(Stored data entries)
****

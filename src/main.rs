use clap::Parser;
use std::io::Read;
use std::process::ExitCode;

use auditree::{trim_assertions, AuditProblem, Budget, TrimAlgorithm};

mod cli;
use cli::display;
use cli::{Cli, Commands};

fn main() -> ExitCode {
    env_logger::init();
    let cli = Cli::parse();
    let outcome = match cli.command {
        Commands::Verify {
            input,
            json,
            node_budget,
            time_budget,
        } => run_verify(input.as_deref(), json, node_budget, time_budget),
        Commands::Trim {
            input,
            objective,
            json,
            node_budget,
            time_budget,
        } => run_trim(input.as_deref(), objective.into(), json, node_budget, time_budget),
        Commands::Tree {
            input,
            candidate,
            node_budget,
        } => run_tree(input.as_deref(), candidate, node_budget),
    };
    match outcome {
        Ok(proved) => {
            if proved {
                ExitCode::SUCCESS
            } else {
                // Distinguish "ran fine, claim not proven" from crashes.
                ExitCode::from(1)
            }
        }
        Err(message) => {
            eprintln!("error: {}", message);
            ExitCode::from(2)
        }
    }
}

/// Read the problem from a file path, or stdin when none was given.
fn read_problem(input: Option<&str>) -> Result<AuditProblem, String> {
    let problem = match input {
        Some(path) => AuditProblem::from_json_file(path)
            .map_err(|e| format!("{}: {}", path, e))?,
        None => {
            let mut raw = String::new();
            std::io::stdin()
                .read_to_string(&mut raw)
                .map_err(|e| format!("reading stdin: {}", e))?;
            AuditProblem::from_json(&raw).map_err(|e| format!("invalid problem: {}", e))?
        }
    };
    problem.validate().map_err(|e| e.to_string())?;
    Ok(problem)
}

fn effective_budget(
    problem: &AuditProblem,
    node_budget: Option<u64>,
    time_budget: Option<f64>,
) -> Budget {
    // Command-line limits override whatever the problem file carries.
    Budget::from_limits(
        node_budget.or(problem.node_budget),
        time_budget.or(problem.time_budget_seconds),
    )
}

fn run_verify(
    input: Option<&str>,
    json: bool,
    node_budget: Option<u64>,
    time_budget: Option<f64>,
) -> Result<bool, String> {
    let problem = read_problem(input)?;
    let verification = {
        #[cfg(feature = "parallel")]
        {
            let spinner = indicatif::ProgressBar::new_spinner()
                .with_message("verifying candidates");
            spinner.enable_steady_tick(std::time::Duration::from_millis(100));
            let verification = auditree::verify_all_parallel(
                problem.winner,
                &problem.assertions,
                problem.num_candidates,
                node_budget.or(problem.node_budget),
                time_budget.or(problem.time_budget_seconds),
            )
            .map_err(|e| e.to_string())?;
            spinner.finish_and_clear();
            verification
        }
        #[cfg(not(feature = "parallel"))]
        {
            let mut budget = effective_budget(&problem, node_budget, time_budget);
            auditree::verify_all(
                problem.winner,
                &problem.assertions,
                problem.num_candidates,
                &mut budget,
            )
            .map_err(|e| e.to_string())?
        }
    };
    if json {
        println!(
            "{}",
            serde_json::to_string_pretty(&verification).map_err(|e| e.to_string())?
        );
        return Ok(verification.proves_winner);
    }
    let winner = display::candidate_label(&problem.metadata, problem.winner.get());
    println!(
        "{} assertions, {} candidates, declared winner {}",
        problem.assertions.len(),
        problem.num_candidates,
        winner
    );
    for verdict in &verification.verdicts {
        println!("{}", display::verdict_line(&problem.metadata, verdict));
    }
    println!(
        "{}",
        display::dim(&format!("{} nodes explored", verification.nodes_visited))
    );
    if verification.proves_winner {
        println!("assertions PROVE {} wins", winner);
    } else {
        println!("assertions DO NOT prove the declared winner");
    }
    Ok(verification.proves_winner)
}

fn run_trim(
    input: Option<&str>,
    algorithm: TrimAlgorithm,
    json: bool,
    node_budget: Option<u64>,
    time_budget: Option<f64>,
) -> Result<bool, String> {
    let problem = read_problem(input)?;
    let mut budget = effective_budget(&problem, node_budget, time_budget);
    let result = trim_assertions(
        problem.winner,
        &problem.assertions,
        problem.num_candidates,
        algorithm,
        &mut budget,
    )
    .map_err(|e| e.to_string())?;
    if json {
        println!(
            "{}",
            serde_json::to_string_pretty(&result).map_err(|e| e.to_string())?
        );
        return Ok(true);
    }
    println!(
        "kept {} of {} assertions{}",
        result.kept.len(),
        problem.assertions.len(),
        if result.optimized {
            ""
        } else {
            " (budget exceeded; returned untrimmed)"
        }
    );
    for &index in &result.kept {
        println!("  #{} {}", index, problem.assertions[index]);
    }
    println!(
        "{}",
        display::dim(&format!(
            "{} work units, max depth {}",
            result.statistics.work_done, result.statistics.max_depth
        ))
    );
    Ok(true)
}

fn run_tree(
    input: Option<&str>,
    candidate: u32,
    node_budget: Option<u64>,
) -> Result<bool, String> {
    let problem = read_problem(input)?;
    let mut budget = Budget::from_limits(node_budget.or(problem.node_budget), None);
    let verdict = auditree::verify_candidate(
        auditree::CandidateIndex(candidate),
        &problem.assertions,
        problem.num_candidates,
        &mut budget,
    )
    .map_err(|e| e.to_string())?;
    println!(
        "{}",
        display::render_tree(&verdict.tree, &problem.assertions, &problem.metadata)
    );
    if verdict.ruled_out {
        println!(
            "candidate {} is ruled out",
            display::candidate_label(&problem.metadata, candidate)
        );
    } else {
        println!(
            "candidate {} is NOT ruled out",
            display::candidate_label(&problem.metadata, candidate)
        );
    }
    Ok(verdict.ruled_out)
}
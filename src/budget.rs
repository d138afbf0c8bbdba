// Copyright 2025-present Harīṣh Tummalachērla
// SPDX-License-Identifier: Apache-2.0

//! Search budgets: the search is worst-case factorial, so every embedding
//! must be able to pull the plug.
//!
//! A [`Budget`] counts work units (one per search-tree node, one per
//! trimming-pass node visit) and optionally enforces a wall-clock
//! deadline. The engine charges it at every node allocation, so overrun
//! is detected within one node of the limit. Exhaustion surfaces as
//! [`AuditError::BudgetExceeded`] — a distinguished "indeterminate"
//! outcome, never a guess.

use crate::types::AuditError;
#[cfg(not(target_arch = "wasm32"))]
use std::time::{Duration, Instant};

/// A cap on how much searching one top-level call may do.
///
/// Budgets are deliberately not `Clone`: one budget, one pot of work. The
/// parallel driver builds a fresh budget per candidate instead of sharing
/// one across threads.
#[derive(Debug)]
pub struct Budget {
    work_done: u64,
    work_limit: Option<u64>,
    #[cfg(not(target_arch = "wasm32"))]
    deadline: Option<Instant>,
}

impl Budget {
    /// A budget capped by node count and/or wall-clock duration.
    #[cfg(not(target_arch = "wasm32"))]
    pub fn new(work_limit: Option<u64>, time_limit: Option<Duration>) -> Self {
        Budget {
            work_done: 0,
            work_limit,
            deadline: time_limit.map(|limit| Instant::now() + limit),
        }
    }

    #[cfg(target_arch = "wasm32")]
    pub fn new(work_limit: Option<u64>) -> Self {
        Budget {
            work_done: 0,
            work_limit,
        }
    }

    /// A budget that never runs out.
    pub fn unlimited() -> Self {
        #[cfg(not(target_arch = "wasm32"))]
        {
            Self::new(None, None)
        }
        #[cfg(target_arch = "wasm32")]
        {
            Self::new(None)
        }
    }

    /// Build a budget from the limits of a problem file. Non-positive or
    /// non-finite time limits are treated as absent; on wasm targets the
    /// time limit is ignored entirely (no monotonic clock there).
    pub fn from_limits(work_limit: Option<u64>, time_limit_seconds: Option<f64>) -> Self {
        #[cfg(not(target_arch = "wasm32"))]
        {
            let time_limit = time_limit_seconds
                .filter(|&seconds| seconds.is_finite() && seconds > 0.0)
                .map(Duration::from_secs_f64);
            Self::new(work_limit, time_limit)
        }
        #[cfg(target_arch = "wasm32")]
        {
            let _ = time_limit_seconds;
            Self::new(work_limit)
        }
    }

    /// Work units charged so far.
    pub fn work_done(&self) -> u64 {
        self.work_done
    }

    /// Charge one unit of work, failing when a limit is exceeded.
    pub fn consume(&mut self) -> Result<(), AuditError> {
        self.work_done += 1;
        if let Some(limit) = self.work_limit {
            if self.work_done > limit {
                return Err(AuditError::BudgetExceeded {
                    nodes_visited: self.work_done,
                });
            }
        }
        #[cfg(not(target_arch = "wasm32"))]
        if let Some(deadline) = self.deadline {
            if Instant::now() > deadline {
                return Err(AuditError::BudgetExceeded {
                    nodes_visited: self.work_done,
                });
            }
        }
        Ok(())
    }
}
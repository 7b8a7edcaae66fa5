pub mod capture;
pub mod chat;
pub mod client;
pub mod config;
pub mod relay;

****

■ **What the task asks**
Please print, exactly and with nothing else, the lines from the first line of the entries through the line containing "let outcome = match".

■ **Finished task**
filename src/main.rs
use clap::Parser;
use std::io::Read;
use std::process::ExitCode;

use auditree::{trim_assertions, AuditProblem, Budget, TrimAlgorithm};

mod cli;
use cli::display;
use cli::{Cli, Commands};

fn main() -> ExitCode {
    env_logger::init();
    let cli = Cli::parse();
    let outcome = match cli.command {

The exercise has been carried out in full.